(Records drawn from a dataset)
---
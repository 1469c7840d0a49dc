//! The canonical ordering used to sort the operands of sums and products.

use crate::expr::Expression;
use std::{cmp::Ordering, slice};

impl Expression {
    /// Does this expression come before `other` in canonical order?
    ///
    /// This is a strict total order over simplified expressions. It only has
    /// mathematical meaning for constants, which are ordered by value. For
    /// everything else it is an arbitrary but stable way of deciding where
    /// an operand goes in a sorted sum or product.
    pub fn precedes(&self, other: &Expression) -> bool {
        use Expression::*;

        if let (Some(left), Some(right)) =
            (self.as_rational(), other.as_rational())
        {
            return compare_rationals(left, right) == Ordering::Less;
        }

        match (self, other) {
            (Number(_), _) | (Fraction(..), _) => true,
            (_, Number(_)) | (_, Fraction(..)) => false,

            (Symbol(left), Symbol(right)) => left.name() < right.name(),
            (Symbol(symbol), Function { function, .. }) => {
                symbol.name() <= function.name()
            },
            (Function { function, .. }, Symbol(symbol)) => {
                function.name() < symbol.name()
            },
            (
                Function {
                    function: left,
                    operand: left_operand,
                },
                Function {
                    function: right,
                    operand: right_operand,
                },
            ) => {
                if left != right {
                    left.name() < right.name()
                } else {
                    left_operand.precedes(right_operand)
                }
            },

            (Sum(left), Sum(right)) | (Product(left), Product(right)) => {
                compare_lists(left, right)
            },
            (Sum(terms), Symbol(_)) | (Sum(terms), Function { .. }) => {
                compare_lists(terms, slice::from_ref(other))
            },
            (Product(factors), Power { .. })
            | (Product(factors), Sum(_))
            | (Product(factors), Symbol(_))
            | (Product(factors), Function { .. }) => {
                compare_lists(factors, slice::from_ref(other))
            },

            (
                Power {
                    base: left_base,
                    exponent: left_exponent,
                },
                Power {
                    base: right_base,
                    exponent: right_exponent,
                },
            ) => {
                if left_base != right_base {
                    left_base.precedes(right_base)
                } else {
                    left_exponent.precedes(right_exponent)
                }
            },
            // compare as if the other operand were raised to the power of 1
            (Power { base, exponent }, Sum(_))
            | (Power { base, exponent }, Symbol(_))
            | (Power { base, exponent }, Function { .. }) => {
                if **base != *other {
                    base.precedes(other)
                } else {
                    exponent.precedes(&Expression::ONE)
                }
            },

            _ => !other.precedes(self),
        }
    }
}

/// Compare two operand lists starting from their last elements.
///
/// The first differing pair decides. When one list is a trailing run of the
/// other, the shorter list comes first.
fn compare_lists(left: &[Expression], right: &[Expression]) -> bool {
    for (l, r) in left.iter().rev().zip(right.iter().rev()) {
        if l != r {
            return l.precedes(r);
        }
    }

    left.len() < right.len()
}

fn compare_rationals(left: (i64, i64), right: (i64, i64)) -> Ordering {
    let (left_numerator, left_denominator) = normalize_sign(left);
    let (right_numerator, right_denominator) = normalize_sign(right);

    (left_numerator * right_denominator)
        .cmp(&(right_numerator * left_denominator))
}

fn normalize_sign((numerator, denominator): (i64, i64)) -> (i128, i128) {
    let numerator = i128::from(numerator);
    let denominator = i128::from(denominator);

    if denominator < 0 {
        (-numerator, -denominator)
    } else {
        (numerator, denominator)
    }
}

#[cfg(test)]
mod tests {
    use super::*;
    use crate::expr::Builtin;

    fn x() -> Expression { Expression::symbol("x") }
    fn y() -> Expression { Expression::symbol("y") }
    fn n(value: i64) -> Expression { Expression::Number(value) }

    #[test]
    fn canonical_order_of_pairs() {
        let sin_x = Expression::function(Builtin::Sine, x());
        let inputs = vec![
            (n(1), n(2)),
            (n(-3), Expression::Fraction(-1, 2)),
            (Expression::Fraction(1, 3), Expression::Fraction(1, 2)),
            (Expression::Fraction(1, 2), n(1)),
            (n(100), x()),
            (Expression::Fraction(7, 2), Expression::E),
            (x(), y()),
            (Expression::E, Expression::PI),
            (Expression::PI, x()),
            (sin_x.clone(), x()),
            (x(), Expression::function(Builtin::Cosine, y()).pow(2) * y()),
            (
                Expression::function(Builtin::Cosine, x()),
                Expression::function(Builtin::Sine, x()),
            ),
            (sin_x.clone(), Expression::function(Builtin::Sine, y())),
            (x().pow(2), x().pow(3)),
            (x().pow(3), y().pow(2)),
            (x(), x().pow(2)),
            (x().pow(2), y()),
            (n(2) * x(), n(3) * x()),
            (x() * y(), y().pow(2)),
            (x() + y(), x() + y().pow(2)),
            (y(), x() + y()),
            (x() * y(), Expression::product(vec![n(3), x(), y()])),
        ];

        for (left, right) in inputs {
            assert!(left.precedes(&right), "{:?} < {:?}", left, right);
            assert!(!right.precedes(&left), "{:?} > {:?}", right, left);
        }
    }

    #[test]
    fn nothing_precedes_itself() {
        let inputs = vec![
            n(5),
            Expression::Fraction(2, 3),
            x(),
            Expression::UNDEFINED,
            x().pow(2),
            x() + y(),
            x() * y(),
            Expression::function(Builtin::Tangent, x() + y()),
        ];

        for expr in inputs {
            assert!(!expr.precedes(&expr), "{:?}", expr);
        }
    }

    #[test]
    fn constants_are_compared_exactly() {
        // 1/3 and 1/2 both truncate to 0 under integer division
        let third = Expression::Fraction(1, 3);
        let half = Expression::Fraction(1, 2);
        let negative_half = Expression::Fraction(1, -2);

        assert!(third.precedes(&half));
        assert!(negative_half.precedes(&third));
        assert!(!n(i64::MAX).precedes(&Expression::Fraction(i64::MAX, 2)));
    }

    #[test]
    fn the_shorter_list_comes_first_when_tails_match() {
        let short = [x()];
        let long = [y(), x()];

        assert!(compare_lists(&short, &long));
        assert!(!compare_lists(&long, &short));
        assert!(!compare_lists(&long, &long));
    }
}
---
Find the word "other" in the entries, then copy out every line that has it.

◆ FINISHED EXERCISE
    /// Does this expression come before `other` in canonical order?
    pub fn precedes(&self, other: &Expression) -> bool {
            (self.as_rational(), other.as_rational())
        match (self, other) {
                compare_lists(terms, slice::from_ref(other))
                compare_lists(factors, slice::from_ref(other))
            // compare as if the other operand were raised to the power of 1
                if **base != *other {
                    base.precedes(other)
            _ => !other.precedes(self),
/// other, the shorter list comes first.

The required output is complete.